【明報專訊】For reasons unfamiliar to me I surrendered all my travel documents to the authorities the other day. I'm grounded officially, though the COVID-19 pandemic has effectively commanded me so for more than a year. I didn't complain and I don't and I won't. Still I miss London, my London!
I had my first sensual experience of London some thirty years ago. It was an April rainy day or a rainy bleak day when my elder sister and I got into serious trouble in passing through the immigration point at Heathrow. Those immigration officers, though civilised and sensitive they had to be, tended to suspect that everyone from Hong Kong holding a colonial passport would discreetly harbour the sparkling idea and desire to settle illicitly in England, deserting whatever he or she had fortunately and legitimately gathered back in Hong Kong as if casually dumping an unwanted ex, alas. I confess I had no such idea of settlement (whatever that may mean) in any part of the globe at that time when I was barely twenty one. I just carried a few books along with me to kill my travel time more gainfully and handsomely. One of the titles I brought was Glanville Williams' little gem, Learning the Law, as I was then toying with the idea of studying law.
"You read law books even on your trip?" asked the immigration officer. I shrugged, "It's not really a law book but a precursor of law books."
"Is that a legalese argument?" The officer followed on.
"Not really an argument at all. A statement probably", said I.
Apparently the officer wasn't satisfied and he extended his inquiry by a great leap of logic, "You want to stay here to read law?"
I did smell the odour of an intellectual trap but the trap nevertheless carried grains of truth. "I wish I could apply for law school in London." I was visibly contented with my answer.

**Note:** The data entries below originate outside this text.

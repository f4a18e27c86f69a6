//! Day/night folding for simulated worlds.
//!
//! This crate stretches or compresses the day/night cycle of a world so that
//! a configured number of natural days and nights pass per folded cycle.
//!
//! # Modules
//!
//! - [`clock`] -- [`CycleClock`] adapter trait and the in-memory [`WorldTable`].
//! - [`config`] -- Loading `TimeFold.settings` into an immutable [`FoldConfig`].
//! - [`scheduler`] -- [`Scheduler`] trait, opaque task handles, [`TickScheduler`].
//! - [`keeper`] -- The per-world [`TimeKeeper`] state machine.
//! - [`registry`] -- [`KeeperRegistry`]: keeper lifecycle and config reloads.
//! - [`status`] -- Human-readable cycle status.
//! - [`sleep`] -- Bed rule for permanent-night worlds.
//! - [`command`] -- The `timefold` control command.
//!
//! [`CycleClock`]: clock::CycleClock
//! [`WorldTable`]: clock::WorldTable
//! [`FoldConfig`]: config::FoldConfig
//! [`Scheduler`]: scheduler::Scheduler
//! [`TickScheduler`]: scheduler::TickScheduler
//! [`TimeKeeper`]: keeper::TimeKeeper
//! [`KeeperRegistry`]: registry::KeeperRegistry

pub mod clock;
pub mod command;
pub mod config;
pub mod keeper;
pub mod registry;
pub mod scheduler;
pub mod sleep;
pub mod status;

The officer, not amused, proceeded, "So that's the reason why you want to stay here?"
I was more unamused, "All I want is simply to go to my sister's wedding in Edinburgh to be held in a few days' time."
The officer rolled his eyes unnaturally and said determinedly, "Your sister is with you right here!"
"Another one I mean!" I really meant that.
"So your sister wants to stay here too, doesn't she?" The officer sounded almost self-congratulatory.
"We are always talking about the same one."
I corrected that officer, "You may be always talking about the same one, though I'm not sure which one you're now talking about. The one I'm with here is my second sister. My third sister is getting married soon in Edinburgh. She's always there."
The officer flipped through my colonial passport and said without looking at me, "Does your third sister know you're here?"
"Of course, she's expecting us at the exit down the hall. And she must be wondering what is holding us up for so long..."
The officer smirked, "You consider this long?"
Such exchanges, though sometimes intersected by fun and fury, would go on for another half an hour. Then my sister (the one I was travelling with, not the marrying one) and I would be left alone for a few more hours in an interview room without knowing what would happen next.
"Is it a lawful detention of us?" I thought aloud while no officer was inside the room. The clock was ticking and ticking.
Last week I was left in a cell for some thirty six hours. I now know what did happen to me, though I didn't know what would happen to me when I was squatting in that cell. There was no clock, no ticking. The time was silent.
My silent time in that cell raised the memory of my first time setting foot in London from the muddy ground of my unconsciousness. Behind bars I was trying to recall a few lines by George Orwell I read some time ago to capture the present frozen in the silence of the cell. I failed.
I only succeeded in unearthing Orwell's lines when I was allowed to be free and to be home. Those lines appear at the very beginning of his As I Please 19 written in 1944,
"Sometimes, on top of a cupboard or at the bottom of a drawer, you come on a pre-war newspaper, and when you have got over your astonishment at its enormous size, you find yourself marvelling at its almost unbelievable stupidity."
■ Glossary 生字
toy with 不太認真地考慮
■by Lawrence Lau•劉偉聰
Lawrence is a life debater who has to debate with his life. Being a barrister makes him a living while reading and writing gives him a life. Meet his cat 寅恪.